Sebagian ulama lain memberi pengertian :
a. Menurut ulama Hanafiyah : “Pertukaran harta (benda) dengan harta berdasarkan cara khusus (yang dibolehkan)”. (Alauddin al-Kasani, Bada’i ash-Shana’I fi Tartib asy-Syara’i, juz 5, hal. 133)
b. Menurut Imam Nawawi dalam Al-Majmu’ : “Pertukaran harta dengan harta untuk kepemilikan”. (Muhammad asy-Syarbini, Mugni al-Muhtaj, juz 2, hal. 2)

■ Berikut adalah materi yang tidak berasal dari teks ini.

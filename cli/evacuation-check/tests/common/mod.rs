// This Source Code Form is subject to the terms of the Mozilla Public
// License, v. 2.0. If a copy of the MPL was not distributed with this
// file, You can obtain one at https://mozilla.org/MPL/2.0/.
//
// Copyright 2026 Edgecast Cloud LLC.

//! In-memory cloud for driving the evacuation flow
//!
//! - `FakeCloud` implements `ComputeApi`; live migrations it accepts finish
//!   after a configurable number of status polls
//! - `RecordingTrigger` evacuates through the fake cloud and remembers the
//!   hosts it was called with
//! - `RecordingCheck` records pings and fails those aimed at chosen IPs

#![allow(dead_code)]

use std::collections::{BTreeMap, HashSet};
use std::path::PathBuf;
use std::sync::{Arc, Mutex};

use async_trait::async_trait;
use evacuation_check::network_check::CheckError;
use evacuation_check::trigger::TriggerError;
use evacuation_check::{
    ComputeApi, ConnectivityCheck, EvacuationTrigger, Environment, Keypair, MigrationRequest,
};
use nova_api::{Hypervisor, Server, ServerStatus};
use nova_client::NovaError;

/// What a migrating server looks like once its polls run out
#[derive(Debug, Clone, PartialEq, Eq)]
pub enum Landing {
    /// `ACTIVE` on the requested target
    Active,
    /// `ERROR`, host unchanged
    Error,
    /// Never leaves `MIGRATING`
    Stuck,
    /// `ACTIVE`, but on some other host
    WrongHost(String),
    /// `ACTIVE`, with the host attribute no longer returned
    HostHidden,
}

#[derive(Debug, Clone)]
struct Migration {
    target: String,
    polls_left: usize,
}

#[derive(Debug, Default)]
struct CloudState {
    hypervisors: Vec<Hypervisor>,
    servers: Vec<Server>,
    migrations: BTreeMap<String, Migration>,
    rejected: HashSet<String>,
    migrate_calls: Vec<(String, Option<String>, bool)>,
    get_calls: usize,
}

pub struct FakeCloud {
    state: Mutex<CloudState>,
    polls_to_land: usize,
    landing: Landing,
}

pub fn hypervisor(id: usize, name: &str) -> Hypervisor {
    serde_json::from_value(serde_json::json!({
        "id": id,
        "hypervisor_hostname": name,
        "state": "up",
        "status": "enabled",
    }))
    .unwrap()
}

pub fn server(name: &str, host: Option<&str>, fixed_ip: &str) -> Server {
    let mut value = serde_json::json!({
        "id": format!("{name}-id"),
        "name": name,
        "status": "ACTIVE",
        "addresses": {"net04": [
            {"addr": fixed_ip, "version": 4, "OS-EXT-IPS:type": "fixed"}
        ]},
    });
    if let Some(host) = host {
        value["OS-EXT-SRV-ATTR:host"] = serde_json::json!(host);
    }
    serde_json::from_value(value).unwrap()
}

impl FakeCloud {
    pub fn new(hypervisors: &[&str]) -> Self {
        let state = CloudState {
            hypervisors: hypervisors
                .iter()
                .enumerate()
                .map(|(i, name)| hypervisor(i + 1, name))
                .collect(),
            ..CloudState::default()
        };
        Self {
            state: Mutex::new(state),
            polls_to_land: 2,
            landing: Landing::Active,
        }
    }

    pub fn with_server(self, server: Server) -> Self {
        self.state.lock().unwrap().servers.push(server);
        self
    }

    /// Add `name` on `host` with fixed IP `ip`
    pub fn with_vm(self, name: &str, host: &str, ip: &str) -> Self {
        self.with_server(server(name, Some(host), ip))
    }

    pub fn with_landing(mut self, landing: Landing) -> Self {
        self.landing = landing;
        self
    }

    pub fn with_polls_to_land(mut self, polls: usize) -> Self {
        self.polls_to_land = polls;
        self
    }

    /// Make `os-migrateLive` fail for this server
    pub fn reject_migration(self, server_id: &str) -> Self {
        self.state
            .lock()
            .unwrap()
            .rejected
            .insert(server_id.to_string());
        self
    }

    pub fn migrate_calls(&self) -> Vec<(String, Option<String>, bool)> {
        self.state.lock().unwrap().migrate_calls.clone()
    }

    pub fn get_calls(&self) -> usize {
        self.state.lock().unwrap().get_calls
    }

    fn start_migration(&self, id: &str, target: &str) -> Result<(), NovaError> {
        let mut state = self.state.lock().unwrap();
        if state.rejected.contains(id) {
            return Err(NovaError::Api {
                status: 400,
                message: format!("Migration pre-check error: {id} cannot be moved"),
            });
        }
        let server = state
            .servers
            .iter_mut()
            .find(|s| s.id == id)
            .ok_or_else(|| NovaError::Api {
                status: 404,
                message: format!("Instance {id} could not be found."),
            })?;
        server.status = ServerStatus::Migrating;
        state.migrations.insert(
            id.to_string(),
            Migration {
                target: target.to_string(),
                polls_left: self.polls_to_land,
            },
        );
        Ok(())
    }

    /// Start migrations for everything on `source` that is not rejected
    pub fn evacuate_host(&self, source: &str, target: &str) -> Vec<MigrationRequest> {
        let ids: Vec<String> = {
            let state = self.state.lock().unwrap();
            state
                .servers
                .iter()
                .filter(|s| s.host.as_deref() == Some(source))
                .map(|s| s.id.clone())
                .collect()
        };
        ids.into_iter()
            .map(|id| {
                let result = self.start_migration(&id, target);
                MigrationRequest {
                    server_id: id,
                    accepted: result.is_ok(),
                    error: result.err().map(|e| e.to_string()),
                }
            })
            .collect()
    }
}

#[async_trait]
impl ComputeApi for FakeCloud {
    async fn get_server(&self, id: &str) -> Result<Server, NovaError> {
        let mut state = self.state.lock().unwrap();
        state.get_calls += 1;

        let landed = match state.migrations.get_mut(id) {
            Some(m) if m.polls_left > 0 => {
                m.polls_left -= 1;
                None
            }
            Some(m) if self.landing != Landing::Stuck => Some(m.target.clone()),
            _ => None,
        };
        if let Some(target) = landed {
            state.migrations.remove(id);
            if let Some(server) = state.servers.iter_mut().find(|s| s.id == id) {
                match &self.landing {
                    Landing::Active => {
                        server.host = Some(target);
                        server.status = ServerStatus::Active;
                    }
                    Landing::Error => server.status = ServerStatus::Error,
                    Landing::WrongHost(host) => {
                        server.host = Some(host.clone());
                        server.status = ServerStatus::Active;
                    }
                    Landing::HostHidden => {
                        server.host = None;
                        server.status = ServerStatus::Active;
                    }
                    Landing::Stuck => {}
                }
            }
        }

        state
            .servers
            .iter()
            .find(|s| s.id == id)
            .cloned()
            .ok_or_else(|| NovaError::Api {
                status: 404,
                message: format!("Instance {id} could not be found."),
            })
    }

    async fn list_hypervisors(&self) -> Result<Vec<Hypervisor>, NovaError> {
        Ok(self.state.lock().unwrap().hypervisors.clone())
    }

    async fn list_servers_on_host(&self, host: &str) -> Result<Vec<Server>, NovaError> {
        Ok(self
            .state
            .lock()
            .unwrap()
            .servers
            .iter()
            .filter(|s| s.host.as_deref() == Some(host))
            .cloned()
            .collect())
    }

    async fn live_migrate(
        &self,
        id: &str,
        host: Option<&str>,
        block_migration: bool,
    ) -> Result<(), NovaError> {
        self.state.lock().unwrap().migrate_calls.push((
            id.to_string(),
            host.map(str::to_string),
            block_migration,
        ));
        self.start_migration(id, host.unwrap_or_default())
    }
}

/// Evacuates through a `FakeCloud`, as `nova host-evacuate-live` would
pub struct RecordingTrigger {
    cloud: Arc<FakeCloud>,
    calls: Mutex<Vec<(String, String)>>,
}

impl RecordingTrigger {
    pub fn new(cloud: Arc<FakeCloud>) -> Self {
        Self {
            cloud,
            calls: Mutex::new(Vec::new()),
        }
    }

    /// `(source, target)` of every evacuation requested
    pub fn calls(&self) -> Vec<(String, String)> {
        self.calls.lock().unwrap().clone()
    }
}

#[async_trait]
impl EvacuationTrigger for RecordingTrigger {
    fn name(&self) -> &'static str {
        "recording"
    }

    async fn evacuate(
        &self,
        source_host: &str,
        target_host: &str,
    ) -> Result<Vec<MigrationRequest>, TriggerError> {
        self.calls
            .lock()
            .unwrap()
            .push((source_host.to_string(), target_host.to_string()));
        Ok(self.cloud.evacuate_host(source_host, target_host))
    }
}

/// Remembers every ping and fails the ones aimed at `unreachable` IPs
#[derive(Default)]
pub struct RecordingCheck {
    pings: Mutex<Vec<(String, String)>>,
    unreachable: HashSet<String>,
}

impl RecordingCheck {
    pub fn unreachable(ip: &str) -> Self {
        Self {
            unreachable: HashSet::from([ip.to_string()]),
            ..Self::default()
        }
    }

    /// `(from server id, ip)` of every ping attempted
    pub fn pings(&self) -> Vec<(String, String)> {
        self.pings.lock().unwrap().clone()
    }
}

#[async_trait]
impl ConnectivityCheck for RecordingCheck {
    async fn check_ping(
        &self,
        _env: &Environment,
        from: &Server,
        _keypair: &Keypair,
        ip_to_ping: &str,
    ) -> Result<(), CheckError> {
        self.pings
            .lock()
            .unwrap()
            .push((from.id.clone(), ip_to_ping.to_string()));
        if self.unreachable.contains(ip_to_ping) {
            return Err(CheckError::PingFailed {
                from: from.name.clone(),
                to: ip_to_ping.to_string(),
                detail: "1 packets transmitted, 0 received".to_string(),
            });
        }
        Ok(())
    }
}

pub fn keypair() -> Keypair {
    Keypair {
        private_key: PathBuf::from("/tmp/evacuation-test.pem"),
    }
}

pub fn ids(names: &[&str]) -> Vec<String> {
    names.iter().map(|n| format!("{n}-id")).collect()
}
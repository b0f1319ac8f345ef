// This Source Code Form is subject to the terms of the Mozilla Public
// License, v. 2.0. If a copy of the MPL was not distributed with this
// file, You can obtain one at https://mozilla.org/MPL/2.0/.
//
// Copyright 2026 Edgecast Cloud LLC.

//! Typed records for the subset of the OpenStack Compute (Nova) v2.1 API
//! used by the evacuation checks.
//!
//! Nova exposes admin-only placement data through extension attributes with
//! namespaced keys such as `OS-EXT-SRV-ATTR:host`. Those are modelled here as
//! ordinary typed fields with serde renames, so consumers never do dynamic
//! key lookups on raw JSON.
//!
//! Response bodies are wrapped in single-key envelopes (`{"server": {...}}`,
//! `{"hypervisors": [...]}`); the envelope types are exported alongside the
//! records they carry.

pub mod actions;
pub mod fault;
pub mod hypervisor;
pub mod server;

pub use actions::{LiveMigrate, LiveMigrateAction};
pub use fault::Fault;
pub use hypervisor::{Hypervisor, HypervisorList};
pub use server::{
    AddressType, InstanceIps, Server, ServerAddress, ServerEnvelope, ServerList, ServerStatus,
};

/// Microversion requested by default. 2.25 is the first version where
/// `os-migrateLive` takes a boolean `block_migration` and no longer accepts
/// `disk_over_commit`.
pub const DEFAULT_MICROVERSION: &str = "2.25";

/// Header carrying the requested compute API microversion.
pub const MICROVERSION_HEADER: &str = "X-OpenStack-Nova-API-Version";
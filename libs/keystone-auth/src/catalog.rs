// This Source Code Form is subject to the terms of the Mozilla Public
// License, v. 2.0. If a copy of the MPL was not distributed with this
// file, You can obtain one at https://mozilla.org/MPL/2.0/.
//
// Copyright 2026 Edgecast Cloud LLC.

//! Service catalog returned alongside a token

use serde::{Deserialize, Serialize};
use strum::{Display, EnumString};

use crate::AuthError;

/// Which flavour of endpoint to use for a service
#[derive(Debug, Clone, Copy, Default, PartialEq, Eq, Display, EnumString, Serialize, Deserialize)]
#[strum(serialize_all = "lowercase", ascii_case_insensitive)]
#[serde(rename_all = "lowercase")]
pub enum Interface {
    #[default]
    Public,
    Internal,
    Admin,
}

/// One endpoint of a catalog entry
#[derive(Debug, Clone, PartialEq, Eq, Serialize, Deserialize)]
pub struct Endpoint {
    pub interface: Interface,
    pub url: String,
    #[serde(default, skip_serializing_if = "Option::is_none")]
    pub region_id: Option<String>,
    /// Deprecated alias of `region_id`, still sent by most deployments
    #[serde(default, skip_serializing_if = "Option::is_none")]
    pub region: Option<String>,
}

impl Endpoint {
    fn in_region(&self, region: &str) -> bool {
        self.region_id.as_deref() == Some(region) || self.region.as_deref() == Some(region)
    }
}

/// A service with its endpoints
#[derive(Debug, Clone, PartialEq, Eq, Serialize, Deserialize)]
pub struct CatalogEntry {
    #[serde(rename = "type")]
    pub service_type: String,
    #[serde(default)]
    pub name: Option<String>,
    #[serde(default)]
    pub endpoints: Vec<Endpoint>,
}

/// Find the URL for `service_type` on `interface`, optionally restricted to
/// `region`. The first match in catalog order wins.
pub fn find_endpoint<'a>(
    catalog: &'a [CatalogEntry],
    service_type: &str,
    interface: Interface,
    region: Option<&str>,
) -> Result<&'a str, AuthError> {
    catalog
        .iter()
        .filter(|entry| entry.service_type == service_type)
        .flat_map(|entry| entry.endpoints.iter())
        .find(|ep| ep.interface == interface && region.is_none_or(|r| ep.in_region(r)))
        .map(|ep| ep.url.as_str())
        .ok_or_else(|| AuthError::NoEndpoint {
            service_type: service_type.to_string(),
            interface: interface.to_string(),
            region: region.map(str::to_string),
        })
}

#[cfg(test)]
mod tests {
    use super::*;

    fn catalog() -> Vec<CatalogEntry> {
        serde_json::from_str(
            r#"[
                {"type": "identity", "name": "keystone", "endpoints": [
                    {"interface": "public", "region_id": "RegionOne",
                     "url": "http://10.0.0.2:5000/v3"}
                ]},
                {"type": "compute", "name": "nova", "endpoints": [
                    {"interface": "internal", "region_id": "RegionOne",
                     "url": "http://192.168.0.2:8774/v2.1"},
                    {"interface": "public", "region": "RegionTwo",
                     "url": "http://172.16.1.2:8774/v2.1"},
                    {"interface": "public", "region_id": "RegionOne",
                     "url": "http://172.16.0.2:8774/v2.1"}
                ]}
            ]"#,
        )
        .unwrap()
    }

    #[test]
    fn picks_matching_interface_and_region() {
        let catalog = catalog();
        assert_eq!(
            find_endpoint(&catalog, "compute", Interface::Public, Some("RegionOne")).unwrap(),
            "http://172.16.0.2:8774/v2.1"
        );
        assert_eq!(
            find_endpoint(&catalog, "compute", Interface::Public, Some("RegionTwo")).unwrap(),
            "http://172.16.1.2:8774/v2.1"
        );
        assert_eq!(
            find_endpoint(&catalog, "compute", Interface::Internal, None).unwrap(),
            "http://192.168.0.2:8774/v2.1"
        );
    }

    #[test]
    fn without_region_first_match_wins() {
        let catalog = catalog();
        assert_eq!(
            find_endpoint(&catalog, "compute", Interface::Public, None).unwrap(),
            "http://172.16.1.2:8774/v2.1"
        );
    }

    #[test]
    fn missing_endpoint_is_reported() {
        let err = find_endpoint(&catalog(), "compute", Interface::Admin, Some("RegionOne"))
            .unwrap_err();
        assert_eq!(
            err.to_string(),
            "No admin endpoint for service type 'compute' in region 'RegionOne'"
        );
    }

    #[test]
    fn interface_parses_case_insensitively() {
        assert_eq!("Internal".parse::<Interface>().unwrap(), Interface::Internal);
        assert!("private".parse::<Interface>().is_err());
    }
}
// This Source Code Form is subject to the terms of the Mozilla Public
// License, v. 2.0. If a copy of the MPL was not distributed with this
// file, You can obtain one at https://mozilla.org/MPL/2.0/.
//
// Copyright 2026 Edgecast Cloud LLC.

//! Report formatting

use comfy_table::{Table, presets::NOTHING};
use serde::Serialize;

use crate::report::EvacuationReport;

/// Create a new table with headers
pub fn create_table(headers: &[&str]) -> Table {
    let mut table = Table::new();
    table.load_preset(NOTHING);
    table.set_header(headers);
    table
}

/// Print a value as pretty JSON
pub fn print_json<T: Serialize>(value: &T) -> anyhow::Result<()> {
    let json = serde_json::to_string_pretty(value)?;
    println!("{json}");
    Ok(())
}

/// Instance placement after the evacuation
pub fn instances_table(report: &EvacuationReport) -> Table {
    let mut table = create_table(&["ID", "NAME", "HOST", "STATUS"]);
    for instance in &report.instances {
        table.add_row(vec![
            instance.id.clone(),
            instance.name.clone(),
            instance.host.clone(),
            instance.status.to_string(),
        ]);
    }
    table
}

/// Ping checks that passed
pub fn pings_table(report: &EvacuationReport) -> Table {
    let mut table = create_table(&["FROM", "TO", "IP"]);
    for ping in &report.pings {
        table.add_row(vec![ping.from.clone(), ping.to.clone(), ping.ip.clone()]);
    }
    table
}

/// Human-readable summary
pub fn print_report(report: &EvacuationReport) {
    println!(
        "Evacuated {} -> {} via {} ({:.1}s to converge)",
        report.source_host, report.target_host, report.trigger, report.converged_after_secs
    );
    println!();
    println!("{}", instances_table(report));
    println!();
    println!("{}", pings_table(report));
    for id in &report.skipped_self_pairs {
        println!("skipped self-pair: {id}");
    }
}

#[cfg(test)]
mod tests {
    use super::*;
    use crate::report::{InstanceOutcome, PingOutcome};
    use nova_api::ServerStatus;

    fn report() -> EvacuationReport {
        EvacuationReport {
            source_host: "node-1".to_string(),
            target_host: "node-2".to_string(),
            trigger: "nova-cli".to_string(),
            migration_requests: Vec::new(),
            instances: vec![InstanceOutcome {
                id: "id-1".to_string(),
                name: "vm1".to_string(),
                host: "node-2".to_string(),
                status: ServerStatus::Active,
            }],
            pings: vec![PingOutcome {
                from: "id-1".to_string(),
                to: "id-2".to_string(),
                ip: "10.1.0.6".to_string(),
            }],
            skipped_self_pairs: Vec::new(),
            converged_after_secs: 12.0,
        }
    }

    #[test]
    fn instance_table_has_one_row_per_instance() {
        let rendered = instances_table(&report()).to_string();
        assert!(rendered.contains("HOST"));
        assert!(rendered.contains("vm1"));
        assert!(rendered.contains("ACTIVE"));
    }

    #[test]
    fn json_omits_empty_self_pairs() {
        let value = serde_json::to_value(report()).unwrap();
        assert_eq!(value["target_host"], "node-2");
        assert_eq!(value["instances"][0]["status"], "ACTIVE");
        assert!(value.get("skipped_self_pairs").is_none());
    }
}
// This Source Code Form is subject to the terms of the Mozilla Public
// License, v. 2.0. If a copy of the MPL was not distributed with this
// file, You can obtain one at https://mozilla.org/MPL/2.0/.
//
// Copyright 2026 Edgecast Cloud LLC.

//! Poll an async predicate until it yields a value or a deadline passes.
//!
//! Infrastructure state converges eventually: an instance goes from
//! `MIGRATING` to `ACTIVE`, a guest network comes back after a move. The
//! [`wait_for`] helper re-evaluates a predicate on a fixed interval and
//! reports either the value it produced, a hard error the predicate raised,
//! or a timeout naming what was being waited for.
//!
//! ```ignore
//! let server = wait_for(
//!     WaitConfig::new(Duration::from_secs(120)),
//!     "instance to become ACTIVE",
//!     || async {
//!         let server = client.get_server(&id).await?;
//!         Ok::<_, NovaError>(server.is_active().then_some(server))
//!     },
//! )
//! .await?;
//! ```

use std::fmt;
use std::future::Future;
use std::time::Duration;

use thiserror::Error;
use tokio::time::{Instant, sleep};

/// Default delay between predicate evaluations.
pub const DEFAULT_INTERVAL: Duration = Duration::from_secs(1);

/// Bounds for a [`wait_for`] call
#[derive(Debug, Clone, Copy, PartialEq, Eq)]
pub struct WaitConfig {
    /// Give up once this much time has passed since the first evaluation
    pub timeout: Duration,
    /// Delay between evaluations
    pub interval: Duration,
}

impl WaitConfig {
    pub fn new(timeout: Duration) -> Self {
        Self {
            timeout,
            interval: DEFAULT_INTERVAL,
        }
    }

    pub fn with_interval(mut self, interval: Duration) -> Self {
        self.interval = interval;
        self
    }
}

/// Why a wait did not produce a value
#[derive(Debug, Error)]
pub enum WaitError<E> {
    #[error("timed out after {elapsed:?} (limit {timeout:?}) waiting for {waiting_for}")]
    Timeout {
        waiting_for: String,
        elapsed: Duration,
        timeout: Duration,
    },

    /// The predicate failed hard; waiting longer would not help.
    #[error("{0}")]
    Aborted(E),
}

impl<E> WaitError<E> {
    pub fn is_timeout(&self) -> bool {
        matches!(self, Self::Timeout { .. })
    }
}

/// Evaluate `predicate` until it returns `Ok(Some(_))`.
///
/// `Ok(None)` means "not yet" and schedules another attempt after
/// `config.interval`. `Err(_)` stops immediately with
/// [`WaitError::Aborted`]. The predicate always runs at least once, and the
/// final sleep is clamped so the call never overshoots the deadline by more
/// than one evaluation.
pub async fn wait_for<T, E, F, Fut>(
    config: WaitConfig,
    waiting_for: impl fmt::Display,
    mut predicate: F,
) -> Result<T, WaitError<E>>
where
    F: FnMut() -> Fut,
    Fut: Future<Output = Result<Option<T>, E>>,
{
    let start = Instant::now();
    let deadline = start + config.timeout;
    let mut attempt = 0u32;

    loop {
        attempt += 1;
        match predicate().await {
            Ok(Some(value)) => {
                tracing::debug!(
                    %waiting_for,
                    attempt,
                    elapsed = ?start.elapsed(),
                    "wait condition met"
                );
                return Ok(value);
            }
            Ok(None) => {}
            Err(e) => return Err(WaitError::Aborted(e)),
        }

        let now = Instant::now();
        if now >= deadline {
            let elapsed = now - start;
            tracing::warn!(%waiting_for, attempt, ?elapsed, "wait timed out");
            return Err(WaitError::Timeout {
                waiting_for: waiting_for.to_string(),
                elapsed,
                timeout: config.timeout,
            });
        }

        tracing::debug!(%waiting_for, attempt, "condition not met yet");
        sleep(config.interval.min(deadline - now)).await;
    }
}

Dari beberapa definisi di atas dapat dipahami bahwa jual beli ialah suatu perjanjian tukar menukar benda atau barang yang mempunyai nilai secara ridha di antara kedua belah pihak, yang satu menerima benda-benda dan pihak lain menerimanya sesuai dengan perjanjian atau ketentuan yang telah dibenarkan syara’ dan disepakati.
B. DASAR HUKUM
1. Al-Qur’an
– Allah Swt berfirman, “Tidak ada dosa bagimu untuk mencari karunia (rezki hasil perniagaan) dari Tuhanmu.” (Q.S. Al-Baqarah 2 : 198)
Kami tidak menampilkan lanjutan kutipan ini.